I know this must be really simple. But I have another list (/tmp/excludeList). I only want to echo the line within my while loop if the line ins't found in my excludeList. How do I do that. Is there some awk statement or something?
Upvotes: 0
Views: 211
Reputation: 247210
With awk:
awk -v ip=$lanIP -v OFS="\t" '
NR==FNR {exclude[$0]=1; next}
/[^[:space:]]/ && !($0 in exclude) {print ip, $0}
' /tmp/excludeList /tmp/includeList > /tmpipList
This reads the exclude list info an array (as the array keys) -- the NR==FNR
condition is true while awk is reading the first file from the arguments.
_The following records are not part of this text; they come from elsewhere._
#[cfg(test)]
mod tests {
    use super::*;
    use crate::address::{Address, AddressFactory};
    use crate::mailbox::{Mailbox, MailboxStatus};
    use std::time::Duration;

    /// Mailbox whose consumer records what it saw
    struct Recorder {
        address: Address,
        mailbox: Mailbox<u32>,
        seen: Mutex<Vec<u32>>,
        delay: Duration,
    }

    impl Recorder {
        fn new(delay: Duration) -> Arc<Self> {
            Arc::new(Self {
                address: AddressFactory::new().unique(),
                mailbox: Mailbox::new(),
                seen: Mutex::new(Vec::new()),
                delay,
            })
        }
    }

    impl Dispatchable for Recorder {
        fn address(&self) -> &Address {
            &self.address
        }

        fn status(&self) -> &MailboxStatus {
            self.mailbox.status()
        }

        fn is_runnable(&self) -> bool {
            self.mailbox.has_pending()
        }

        fn dispatch(&self, throughput: usize) -> usize {
            let mut delivered = 0;
            while delivered < throughput {
                let Some(value) = self.mailbox.dequeue() else { break };
                if !self.delay.is_zero() {
                    thread::sleep(self.delay);
                }
                self.seen.lock().push(value);
                delivered += 1;
            }
            delivered
        }
    }

    impl MailboxOwner<u32> for Recorder {
        fn mailbox(&self) -> &Mailbox<u32> {
            &self.mailbox
        }
    }

    /// Mailbox carrying only system work, never user messages
    struct Signal {
        address: Address,
        status: MailboxStatus,
        remaining: AtomicUsize,
    }

    impl Signal {
        fn new(signals: usize) -> Arc<Self> {
            Arc::new(Self {
                address: AddressFactory::new().unique(),
                status: MailboxStatus::new(),
                remaining: AtomicUsize::new(signals),
            })
        }
    }

    impl Dispatchable for Signal {
        fn address(&self) -> &Address {
            &self.address
        }

        fn status(&self) -> &MailboxStatus {
            &self.status
        }

        fn is_runnable(&self) -> bool {
            self.remaining.load(Ordering::SeqCst) > 0
        }

        fn dispatch(&self, _throughput: usize) -> usize {
            let _ = self
                .remaining
                .fetch_update(Ordering::SeqCst, Ordering::SeqCst, |n| n.checked_sub(1));
            0
        }
    }

    fn config(pool_size: usize, capacity: usize) -> DispatcherConfig {
        DispatcherConfig {
            pool_size,
            queue_capacity: capacity,
            ..DispatcherConfig::default()
        }
    }

    #[test]
    fn test_delivers_in_order() {
        let dispatcher = Dispatcher::start("order", config(4, 1024)).unwrap();
        let recorder = Recorder::new(Duration::ZERO);
        for i in 0..500 {
            dispatcher.send(&recorder, i).unwrap();
        }
        dispatcher.close();
        assert_eq!(*recorder.seen.lock(), (0..500).collect::<Vec<_>>());
        assert_eq!(dispatcher.pending(), 0);
    }

    #[test]
    fn test_close_delivers_before_and_rejects_after() {
        let dispatcher = Dispatcher::start("close", config(1, 1024)).unwrap();
        let recorder = Recorder::new(Duration::from_millis(1));
        for i in 0..64 {
            dispatcher.send(&recorder, i).unwrap();
        }
        dispatcher.close();
        for i in 64..74 {
            assert!(matches!(
                dispatcher.send(&recorder, i),
                Err(ActorError::DispatcherClosed)
            ));
        }
        assert_eq!(*recorder.seen.lock(), (0..64).collect::<Vec<_>>());
    }

    #[test]
    fn test_overflow_fails_fast() {
        let dispatcher = Dispatcher::start("overflow", config(1, 4)).unwrap();
        let slow = Recorder::new(Duration::from_millis(50));
        let mut overflowed = false;
        for i in 0..32 {
            if let Err(err) = dispatcher.send(&slow, i) {
                assert!(matches!(err, ActorError::MailboxOverflow { capacity: 4 }));
                overflowed = true;
                break;
            }
        }
        assert!(overflowed);
        assert!(dispatcher.pending() <= 4);
        dispatcher.close();
    }

    #[test]
    fn test_block_waits_for_space() {
        let mut cfg = config(1, 2);
        cfg.backpressure = BackpressureStrategy::Block;
        cfg.block_timeout = Duration::from_secs(5);
        let dispatcher = Dispatcher::start("block", cfg).unwrap();
        let recorder = Recorder::new(Duration::from_millis(2));
        for i in 0..20 {
            dispatcher.send(&recorder, i).unwrap();
        }
        dispatcher.close();
        assert_eq!(recorder.seen.lock().len(), 20);
    }

    #[test]
    fn test_sends_racing_close_are_delivered_or_rejected() {
        for round in 0..200u64 {
            let dispatcher = Arc::new(Dispatcher::start("race", config(2, 1 << 16)).unwrap());
            let recorder = Recorder::new(Duration::ZERO);
            let sender = {
                let dispatcher = dispatcher.clone();
                let recorder = recorder.clone();
                thread::spawn(move || {
                    let mut accepted = 0;
                    for i in 0u32.. {
                        if dispatcher.send(&recorder, i).is_err() {
                            break;
                        }
                        accepted += 1;
                    }
                    accepted
                })
            };
            thread::sleep(Duration::from_micros(round % 40 * 10));
            dispatcher.close();
            let accepted = sender.join().unwrap();
            assert_eq!(
                recorder.seen.lock().len(),
                accepted,
                "round {round}: accepted sends were not delivered"
            );
            assert_eq!(dispatcher.pending(), 0);
        }
    }

    #[test]
    fn test_system_scheduling_beyond_capacity_never_wedges() {
        let mut cfg = config(1, 4);
        cfg.throughput = 1;
        let dispatcher = Dispatcher::start("wedge", cfg).unwrap();
        let slow = Recorder::new(Duration::from_millis(50));
        dispatcher.send(&slow, 1).unwrap();
        dispatcher.send(&slow, 2).unwrap();

        // far more runnable mailboxes than the user message budget
        let signals: Vec<_> = (0..32).map(|_| Signal::new(3)).collect();
        for signal in &signals {
            dispatcher.schedule(signal.clone());
        }

        dispatcher.close();
        assert_eq!(*slow.seen.lock(), vec![1, 2]);
        assert!(signals.iter().all(|signal| !signal.is_runnable()));
    }

    #[test]
    fn test_close_within_detaches_busy_threads() {
        let dispatcher = Dispatcher::start("bounded", config(1, 8)).unwrap();
        let slow = Recorder::new(Duration::from_millis(1500));
        dispatcher.send(&slow, 1).unwrap();
        thread::sleep(Duration::from_millis(50));

        let started = Instant::now();
        assert!(!dispatcher.close_within(Duration::from_millis(100)));
        assert!(started.elapsed() < Duration::from_millis(1000));
        assert!(dispatcher.is_closed());
    }

    #[test]
    fn test_close_within_joins_idle_threads() {
        let dispatcher = Dispatcher::start("idle", config(2, 8)).unwrap();
        let recorder = Recorder::new(Duration::ZERO);
        dispatcher.send(&recorder, 7).unwrap();
        assert!(dispatcher.close_within(Duration::from_secs(5)));
        assert_eq!(*recorder.seen.lock(), vec![7]);
    }

    #[test]
    fn test_dispatcher_thread_detection() {
        let dispatcher = Dispatcher::start("detect", config(1, 8)).unwrap();
        assert!(!dispatcher.is_dispatcher_thread());
        assert_eq!(dispatcher.concurrency_capacity(), 1);
        dispatcher.close();
        assert!(dispatcher.is_closed());
    }
}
Then, while reading the include file, if the current line contains a non-space character and it does not exist in the exclude array, print it.
The equivalent with grep:
grep -vxF -f /tmp/excludeList /tmp/includeList | while IFS= read -r line; do
[[ -n "$line" ]] && printf "%s\t%s\n" "$ipList" "$line"
done > /tmp/ipList
Upvotes: 0
Reputation: 85883
You can do this with grep
alone:
$ cat file
blue
green
red
yellow
pink
$ cat exclude
green
pink
$ grep -vx -f exclude file
blue
red
yellow
The -v
flag tells grep
to only output the lines in file
that are not found in exclude
and the -x
flags forces whole line matching.
Upvotes: 3
Reputation: 3629
use grep
while IFS=$'\n' read -r line || [[ -n "$line" ]]; do
if [[ -n ${line} ]] \
&& ! grep -xF "$line" excludefile &>/dev/null; then
echo -e "$lanIP\t$line" >> /tmp/ipList;
fi
done < "/tmp/includeList"
the -n $line means if $line is not empty
the grep returns true if $line is found in exclude file which is inverted by the ! so returns true if the line is not found.
-x means line matched so nothing else can appear on the line
-F means fixed string so if any metacharacters end up in $line they'll be matched literally.